Task to complete ->
Return the following entries exactly, word for word.

Source records ->
┄┄┄┄┄┄┄┄┄┄┄┄┄┄┄┄┄┄┄┄

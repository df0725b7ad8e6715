//! User-facing notifications.
//!
//! The workflow reports terminal outcomes through [Notifier]; it never looks
//! at a return value. [ConsoleNotifier] prints to the terminal,
//! [RecordingNotifier] keeps events in memory for tests, and
//! [webhook::WebhookNotifier] is the third-party chat channel.

pub mod webhook;

pub use webhook::WebhookNotifier;

use std::cell::RefCell;

use crate::ui::formatter;

/// Severity of a notification
#[derive(Debug, Clone, Copy, PartialEq, Eq)]
pub enum Level {
    Success,
    Warning,
    Error,
}

/// One delivered notification
#[derive(Debug, Clone, PartialEq, Eq)]
pub struct Notification {
    pub level: Level,
    pub title: String,
    pub body: String,
}

/// Fire-and-forget sink for workflow events
pub trait Notifier {
    fn notify_success(&self, title: &str, body: &str);
    fn notify_warning(&self, title: &str, body: &str);
    fn notify_error(&self, title: &str, body: &str);
}

/// Prints notifications to the terminal
#[derive(Debug, Default, Clone, Copy)]
pub struct ConsoleNotifier;

impl Notifier for ConsoleNotifier {
    fn notify_success(&self, title: &str, body: &str) {
        formatter::display_success(&format!("{}: {}", title, body));
    }

    fn notify_warning(&self, title: &str, body: &str) {
        formatter::display_warning(&format!("{}: {}", title, body));
    }

    fn notify_error(&self, title: &str, body: &str) {
        formatter::display_error(&format!("{}: {}", title, body));
    }
}

/// Keeps every notification in memory
#[derive(Debug, Default)]
pub struct RecordingNotifier {
    events: RefCell<Vec<Notification>>,
}

impl RecordingNotifier {
    pub fn new() -> Self {
        Self::default()
    }

    pub fn events(&self) -> Vec<Notification> {
        self.events.borrow().clone()
    }

    /// Events of one level only
    pub fn of_level(&self, level: Level) -> Vec<Notification> {
        self.events
            .borrow()
            .iter()
            .filter(|n| n.level == level)
            .cloned()
            .collect()
    }

    fn push(&self, level: Level, title: &str, body: &str) {
        self.events.borrow_mut().push(Notification {
            level,
            title: title.to_string(),
            body: body.to_string(),
        });
    }
}

impl Notifier for RecordingNotifier {
    fn notify_success(&self, title: &str, body: &str) {
        self.push(Level::Success, title, body);
    }

    fn notify_warning(&self, title: &str, body: &str) {
        self.push(Level::Warning, title, body);
    }

    fn notify_error(&self, title: &str, body: &str) {
        self.push(Level::Error, title, body);
    }
}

┄┄┄┄┄┄┄┄┄┄┄┄┄┄┄┄┄┄┄┄

Reply to the task ->
repository df0725b7ad8e6715
//! User-facing notifications.
//!
//! The workflow reports terminal outcomes through [Notifier]; it never looks
//! at a return value. [ConsoleNotifier] prints to the terminal,
//! [RecordingNotifier] keeps events in memory for tests, and
//! [webhook::WebhookNotifier] is the third-party chat channel.

pub mod webhook;

pub use webhook::WebhookNotifier;

use std::cell::RefCell;

use crate::ui::formatter;

/// Severity of a notification
#[derive(Debug, Clone, Copy, PartialEq, Eq)]
pub enum Level {
    Success,
    Warning,
    Error,
}

/// One delivered notification
#[derive(Debug, Clone, PartialEq, Eq)]
pub struct Notification {
    pub level: Level,
    pub title: String,
    pub body: String,
}

/// Fire-and-forget sink for workflow events
pub trait Notifier {
    fn notify_success(&self, title: &str, body: &str);
    fn notify_warning(&self, title: &str, body: &str);
    fn notify_error(&self, title: &str, body: &str);
}

/// Prints notifications to the terminal
#[derive(Debug, Default, Clone, Copy)]
pub struct ConsoleNotifier;

impl Notifier for ConsoleNotifier {
    fn notify_success(&self, title: &str, body: &str) {
        formatter::display_success(&format!("{}: {}", title, body));
    }

    fn notify_warning(&self, title: &str, body: &str) {
        formatter::display_warning(&format!("{}: {}", title, body));
    }

    fn notify_error(&self, title: &str, body: &str) {
        formatter::display_error(&format!("{}: {}", title, body));
    }
}

/// Keeps every notification in memory
#[derive(Debug, Default)]
pub struct RecordingNotifier {
    events: RefCell<Vec<Notification>>,
}

impl RecordingNotifier {
    pub fn new() -> Self {
        Self::default()
    }

    pub fn events(&self) -> Vec<Notification> {
        self.events.borrow().clone()
    }

    /// Events of one level only
    pub fn of_level(&self, level: Level) -> Vec<Notification> {
        self.events
            .borrow()
            .iter()
            .filter(|n| n.level == level)
            .cloned()
            .collect()
    }

    fn push(&self, level: Level, title: &str, body: &str) {
        self.events.borrow_mut().push(Notification {
            level,
            title: title.to_string(),
            body: body.to_string(),
        });
    }
}

impl Notifier for RecordingNotifier {
    fn notify_success(&self, title: &str, body: &str) {
        self.push(Level::Success, title, body);
    }

    fn notify_warning(&self, title: &str, body: &str) {
        self.push(Level::Warning, title, body);
    }

    fn notify_error(&self, title: &str, body: &str) {
        self.push(Level::Error, title, body);
    }
}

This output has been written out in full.